Sparse doesn't work for me when compiling userspace code.  Others have
experienced the same, so I refer to someone else's description of the
symptom:
http://bugs.debian.org/cgi-bin/bugreport.cgi?bug=505177

On my system, sparse tries several headers in order, neither of which
exists:
open("/usr/include/stddef.h", O_RDONLY) = -1 ENOENT (No such file or directory)
open("/usr/local/include/stddef.h", O_RDONLY) = -1 ENOENT (No such file or 
directory)
open("/usr/lib/gcc/i486-linux-gnu/4.1.2/include/stddef.h", O_RDONLY) = -1 
ENOENT (No such file or directory)

Not a big surprise when looking at the headers that do exist:
Galway:/usr/lib/gcc/i486-linux-gnu# ll
total 20
drwxr-xr-x 4 root root 4096 2008-07-01 08:42 3.4.6
drwxr-xr-x 4 root root 4096 2007-09-23 17:59 4.0.4
drwxr-xr-x 3 root root 4096 2008-06-26 00:20 4.1
lrwxrwxrwx 1 root root    3 2007-09-23 20:57 4.1.3 -> 4.1
drwxr-xr-x 3 root root 4096 2008-07-13 11:06 4.2
lrwxrwxrwx 1 root root    3 2008-07-01 08:42 4.2.4 -> 4.2
drwxr-xr-x 4 root root 4096 2008-09-30 16:27 4.3
lrwxrwxrwx 1 root root    3 2008-07-01 08:42 4.3.1 -> 4.3
lrwxrwxrwx 1 root root    3 2008-08-08 18:18 4.3.2 -> 4.3

So why does sparse try 4.1.2 and not 4.1.3 or 4.3.2 or any other
variant?
[EMAIL PROTECTED]:/usr/src/kernel/sparse$ cat pre-process.h
#define GCC_INTERNAL_INCLUDE "/usr/lib/gcc/i486-linux-gnu/4.1.2/include"

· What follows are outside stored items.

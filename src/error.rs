//! # Error Types for the Red-Black Tree
//!
//! This module defines the outcomes that tree and cursor operations report
//! instead of unwinding.
//!
//! ## Error Handling Strategy
//!
//! Every operation is a deterministic, synchronous pass over in-memory links,
//! so there is nothing to retry. Errors only tell the caller which branch was
//! taken:
//!
//! ```text
//! insert(id) ──► key already present? ──► Err(DuplicateKey)   tree untouched
//!      │
//!      ▼
//!   Ok(())
//!
//! erase(key) ──► key absent? ──────────► Err(NotFound)       tree untouched
//!      │
//!      ▼
//!   Ok(unlinked id)
//! ```
//!
//! A cursor that walks off either end simply yields `None`.
//!
//! [`Error::CapacityExceeded`] is different: it can only be produced when the
//! balance invariants were already broken (a valid red-black tree never gets
//! deep enough to overflow the cursor path). It is raised as a panic carrying
//! this error's message, the same way other structural invariant violations
//! are handled in this crate.

use thiserror::Error;

/// Errors reported by [`RawTree`](crate::RawTree) and
/// [`GenericTree`](crate::GenericTree) operations.
#[derive(Error, Debug, Clone, Copy, PartialEq, Eq)]
pub enum Error {
	/// The key being inserted is already present.
	///
	/// Insertion is a no-op in this case: the existing node and the shape of
	/// the tree are left exactly as they were. Callers that treat duplicate
	/// inserts as acceptable can simply ignore this variant.
	#[error("key is already present in the tree")]
	DuplicateKey,

	/// No node with the requested key exists.
	///
	/// Returned by erase operations. The tree is not modified.
	#[error("key is not present in the tree")]
	NotFound,

	/// A cursor path would grow beyond its fixed capacity.
	///
	/// A red-black tree with `n` nodes is at most `2·log2(n+1)` deep, so this
	/// only happens if the tree's links or colors were corrupted.
	#[error("tree height exceeds the cursor path capacity of {limit}")]
	CapacityExceeded {
		/// The fixed path capacity that was exceeded.
		limit: usize,
	},
}

/// A Result type alias using our custom Error type.
pub type Result<T> = std::result::Result<T, Error>;

/// A broken red-black invariant found by [`RawTree::validate`](crate::RawTree::validate).
#[derive(Error, Debug, Clone, PartialEq, Eq)]
pub enum Violation {
	/// The root node is red.
	#[error("root is red")]
	RedRoot,

	/// A red node has a red child.
	#[error("red node at index {parent} has a red child at index {child}")]
	RedRed {
		/// Index of the red parent.
		parent: usize,
		/// Index of its red child.
		child: usize,
	},

	/// Two paths below the same node cross a different number of black nodes.
	#[error("black height mismatch below index {node}: {left} on the left, {right} on the right")]
	BlackHeight {
		/// Index of the node whose subtrees disagree.
		node: usize,
		/// Black height of the smaller-key subtree.
		left: usize,
		/// Black height of the larger-key subtree.
		right: usize,
	},

	/// In-order keys are not strictly increasing.
	#[error("keys out of order at index {node}")]
	Order {
		/// Index of the first node whose key does not exceed its predecessor's.
		node: usize,
	},

	/// The tree is deeper than a cursor can follow.
	#[error("tree depth {depth} exceeds the path capacity of {limit}")]
	TooDeep {
		/// Depth that was reached.
		depth: usize,
		/// The fixed path capacity.
		limit: usize,
	},
}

Ah, it is hard-coding the path.

So what is the right solution to this problem?  Call "gcc --version" and
parse the (deliberately hard) output?  Or make a copy of the gcc headers
and ship them as /usr/lib/sparse/0.4.1/...?

Jörn

-- 
But this is not to say that the main benefit of Linux and other GPL
software is lower-cost. Control is the main benefit--cost is secondary.